Basically, off grid living means to live on your own without being connected or dependent on urban infrastructures. You produce your own power, use your own water source, and maybe even grow your own food.

So the question is, is it possible to live off the grid in the UK? The short answer is yes. You can live off the grid in the UK and start experiencing a free and independent life. More than that, living off the grid also means you save a lot of money in the long run. The environment will supply you with energy, heat, water and food.

Of course, there are challenges along the way. The transformation to this new life can be difficult and may even seem impossible. However, many people around the world did it, and they fully embraced this off the grid lifestyle, despite the difficulties. So here is how it can be done in the UK as well.

 

What Does It Mean to Live off the Grid?

Generally speaking, it does not matter where in the world you choose to live off the grid. As I briefly mentioned, this way of living can be difficult at times. There is an initial investment to be made and a hard work to be done, in order to get everything up and running. But at the end, you will achieve your dream to live off the grid in the UK.

  • You will probably spend a lot or most of your time outside, in nature, as you will be disconnected from urban life and infrastructure.
  • You will need to produce your own power, have a water source (and purify water if necessary), maybe grow your own food, and know how to deal with waste and sewage.
  • You will need to be ready and know how to handle unexpected situations (such as a bad weather) and how to repair, fix and build things on your own. You will be the one fully responsible for the maintenance of your new off grid home and surroundings.
  • You will need to be ready and comfortable with being on your own and with your family only. Friends can be far away, but you can still be in touch via off grid Internet, so you’re not entirely disconnected from modern world.

Advantages of Off Grid Living

Now that you have a glimpse of what off grid living means, here are some of its benefits and advantages, both in UK and anywhere in the world:

  • You will start living healthy, away from pollution, noise, and stressful urban lifestyle.
  • You will save a lot of money in the long run, as you will have no more utility bills now that you live off the grid and completely on your own.
  • You will start living in tune with nature, Mother Earth and the environment.
  • You will become more responsible for your environment, independent and peaceful.
  • You will be able to live in a remote, natural place that is stunningly beautiful.
  • You will become self-sufficient, as you live in a self-sustainable

 

Starting Your off Grid Living: Step by Step

So, now you know what the off grid living is all about. Let us continue and understand what steps you need to take to make your dream come true.

 

Finding and Choosing a Location

This is probably the first and most important thing when planning to live off the grid. You need to find land that is both affordable and suitable for off grid living. If you live in the UK, consider buying a piece of land for your new house. However, don’t forget to check if you still need to pay council tax that correlates to the size of your purchased lot. Check the local laws to avoid accidentally breaking them.

Once you find a suitable land, you will probably need to learn and follow local planning restrictions before you can start building your new off grid home (see below).
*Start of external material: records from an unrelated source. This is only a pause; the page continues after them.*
// Copyright (c) 2025 Erick Bourgeois, firestoned
// SPDX-License-Identifier: MIT

//! Mock Kubernetes API plumbing and fixtures for unit tests.
//!
//! Wraps `tower_test::mock` so reconciler tests can script the exact API
//! conversation a unit is expected to have: each handler asserts the method
//! and path of the next request and answers as the apiserver would. A unit
//! making a call the script does not expect fails its own API call (the mock
//! channel closes), so the surrounding assertions catch it.

use http::{Request, Response};
use k8s_openapi::api::core::v1::Secret;
use k8s_openapi::apimachinery::pkg::apis::meta::v1::{ObjectMeta, Time};
use kube::client::Body;
use kube::Client;
use serde_json::json;
use std::collections::BTreeMap;
use std::time::Duration;

use crate::context::Context;
use crate::crd::{
    App, AppSpec, AppSpecConfig, AppSpecKubeConfig, AppStatus, Catalog, CatalogSpec,
    CatalogSpecStorage, NamespacedObjectRef,
};
use crate::settings::Settings;

type ApiServerHandle = tower_test::mock::Handle<Request<Body>, Response<Body>>;

/// Scripted stand-in for the Kubernetes API server.
pub struct ApiServer(ApiServerHandle);

impl ApiServer {
    /// Create a mocked client together with the handle serving it.
    pub fn pair() -> (Client, ApiServer) {
        let (mock_service, handle) = tower_test::mock::pair::<Request<Body>, Response<Body>>();
        let client = Client::new(mock_service, "default");
        (client, ApiServer(handle))
    }

    /// Serve the next request: assert its method and path, answer with the
    /// given status and body. Returns the request body for further
    /// assertions (`Null` when the request had none).
    pub async fn serve(
        &mut self,
        method: &str,
        path: &str,
        status: u16,
        body: serde_json::Value,
    ) -> serde_json::Value {
        let (request, send) = self.0.next_request().await.expect("service not called");
        assert_eq!(request.method().as_str(), method, "method for {path}");
        assert_eq!(request.uri().path(), path);

        let request_bytes = request.into_body().collect_bytes().await.unwrap();
        let request_json = if request_bytes.is_empty() {
            serde_json::Value::Null
        } else {
            serde_json::from_slice(&request_bytes).expect("request body is json")
        };

        let response = Response::builder()
            .status(status)
            .body(Body::from(serde_json::to_vec(&body).unwrap()))
            .unwrap();
        send.send_response(response);

        request_json
    }

    /// Serve the next request by echoing its body back, the way the
    /// apiserver acknowledges a create or replace. Returns the request body.
    pub async fn serve_echo(
        &mut self,
        method: &str,
        path: &str,
        status: u16,
    ) -> serde_json::Value {
        let (request, send) = self.0.next_request().await.expect("service not called");
        assert_eq!(request.method().as_str(), method, "method for {path}");
        assert_eq!(request.uri().path(), path);

        let request_bytes = request.into_body().collect_bytes().await.unwrap();
        let request_json: serde_json::Value =
            serde_json::from_slice(&request_bytes).expect("request body is json");

        let response = Response::builder()
            .status(status)
            .body(Body::from(request_bytes.to_vec()))
            .unwrap();
        send.send_response(response);

        request_json
    }

    /// Serve the next request with a Kubernetes error status.
    pub async fn serve_error(&mut self, method: &str, path: &str, code: u16, reason: &str) {
        self.serve(method, path, code, error_status(code, reason))
            .await;
    }
}

/// Await a scripted API conversation, failing the test if it does not
/// complete within a second (i.e. an expected call never arrived).
pub async fn timeout_after_1s(handle: tokio::task::JoinHandle<()>) {
    tokio::time::timeout(Duration::from_secs(1), handle)
        .await
        .expect("timeout on mock apiserver")
        .expect("scenario succeeded")
}

/// A Kubernetes `Status` error body, as the apiserver returns it.
pub fn error_status(code: u16, reason: &str) -> serde_json::Value {
    json!({
        "kind": "Status",
        "apiVersion": "v1",
        "metadata": {},
        "status": "Failure",
        "message": reason,
        "reason": reason,
        "code": code,
    })
}

/// Operator settings used by all unit tests.
pub fn test_settings() -> Settings {
    Settings {
        chart_namespace: "giantswarm".to_string(),
        image_registry: "quay.io".to_string(),
        http_client_timeout: Duration::from_secs(5),
        resync_period: Duration::from_secs(300),
        unique_app: false,
        webhook_base_url: None,
        webhook_auth_token: None,
        version: "3.0.0".to_string(),
    }
}

impl Context {
    /// Create a test context with a mocked kube client and test settings.
    pub fn test() -> (Context, ApiServer) {
        let (client, api) = ApiServer::pair();
        (Context::new(client, test_settings()), api)
    }
}

impl App {
    /// A plain in-cluster test app: `foo` in namespace `org-acme`, chart
    /// `foo@1.2.3` from catalog `default` into namespace `monitoring`.
    pub fn test() -> Self {
        let mut app = App::new(
            "foo",
            AppSpec {
                name: "foo".to_string(),
                namespace: "monitoring".to_string(),
                version: "1.2.3".to_string(),
                catalog: "default".to_string(),
                catalog_namespace: None,
                kube_config: AppSpecKubeConfig {
                    in_cluster: true,
                    secret: None,
                    context: None,
                },
                config: None,
                user_config: None,
            },
        );
        app.metadata.namespace = Some("org-acme".to_string());
        app
    }

    /// Pin the catalog lookup to one namespace.
    pub fn with_catalog_namespace(mut self, namespace: &str) -> Self {
        self.spec.catalog_namespace = Some(namespace.to_string());
        self
    }

    /// Target a remote cluster through a kubeconfig secret.
    pub fn with_kubeconfig_secret(mut self, name: &str, namespace: &str) -> Self {
        self.spec.kube_config.in_cluster = false;
        self.spec.kube_config.secret = Some(NamespacedObjectRef {
            name: name.to_string(),
            namespace: namespace.to_string(),
        });
        self
    }

    /// Reference an app-level config map.
    pub fn with_app_config_map(mut self, name: &str, namespace: &str) -> Self {
        self.spec.config.get_or_insert_with(AppSpecConfig::default).config_map =
            Some(NamespacedObjectRef {
                name: name.to_string(),
                namespace: namespace.to_string(),
            });
        self
    }

    /// Reference an app-level secret.
    pub fn with_app_secret(mut self, name: &str, namespace: &str) -> Self {
        self.spec.config.get_or_insert_with(AppSpecConfig::default).secret =
            Some(NamespacedObjectRef {
                name: name.to_string(),
                namespace: namespace.to_string(),
            });
        self
    }

    /// Pretend the app already carries a status.
    pub fn with_status(mut self, status: AppStatus) -> Self {
        self.status = Some(status);
        self
    }

    /// Mark the app as being deleted.
    pub fn needs_delete(mut self) -> Self {
        self.metadata.deletion_timestamp = Some(Time(k8s_openapi::jiff::Timestamp::now()));
        self
    }

    /// Attach the per-app finalizer.
    pub fn finalized(mut self) -> Self {
        let finalizer = crate::key::finalizer_name(&self);
        self.metadata
            .finalizers
            .get_or_insert_with(Vec::new)
            .push(finalizer);
        self
    }

    /// Pause the app via the annotation.
    pub fn paused(mut self) -> Self {
        self.metadata
            .annotations
            .get_or_insert_with(BTreeMap::new)
            .insert(
                "app-operator.giantswarm.io/paused".to_string(),
                "true".to_string(),
            );
        self
    }
}

impl Catalog {
    /// Catalog `default` in namespace `default` serving `https://example/repo`.
    pub fn test() -> Self {
        let mut catalog = Catalog::new(
            "default",
            CatalogSpec {
                title: None,
                description: None,
                storage: CatalogSpecStorage {
                    storage_type: "helm".to_string(),
                    url: "https://example/repo".to_string(),
                },
                config: None,
            },
        );
        catalog.metadata.namespace = Some("default".to_string());
        catalog
    }
}

/// Minimal kubeconfig accepted by the client factory. The server address
/// points at a closed local port, so building a client succeeds while any
/// connection attempt is refused.
pub fn kubeconfig_yaml() -> Vec<u8> {
    b"apiVersion: v1
kind: Config
clusters:
- cluster:
    server: https://127.0.0.1:1
    insecure-skip-tls-verify: true
  name: test
contexts:
- context:
    cluster: test
    user: admin
  name: test
current-context: test
users:
- name: admin
  user:
    token: secret-token
"
    .to_vec()
}

/// A kubeconfig secret as the factory reads it.
pub fn kubeconfig_secret(resource_version: &str, deleting: bool, kubeconfig: &[u8]) -> Secret {
    Secret {
        metadata: ObjectMeta {
            name: Some("cluster-kubeconfig".to_string()),
            namespace: Some("org-acme".to_string()),
            resource_version: Some(resource_version.to_string()),
            deletion_timestamp: deleting.then(|| Time(k8s_openapi::jiff::Timestamp::now())),
            ..ObjectMeta::default()
        },
        data: Some(BTreeMap::from([(
            "kubeConfig".to_string(),
            k8s_openapi::ByteString(kubeconfig.to_vec()),
        )])),
        ..Secret::default()
    }
}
Here are a few more important things to consider when deciding on a type of a land:

  • Woodland: A very good option, since wood can be a fuel source as well as a building material.
  • Arable land: A fertile land that allows you to grow food on your own as well as raise livestock.
  • Water source: You can choose a location that is near a water source, as there is no life without water. Fresh water is crucial for survival, so prefer a location near a stream, river or well, and remember to purify the water if needed.

 

Planning Permission

If you plan to live the off grid lifestyle in a static caravan or a yurt, then you don’t have to worry about planning permission. But, if you’re planning to live in a permanent home, then you would need go through the UK Planning Permission System.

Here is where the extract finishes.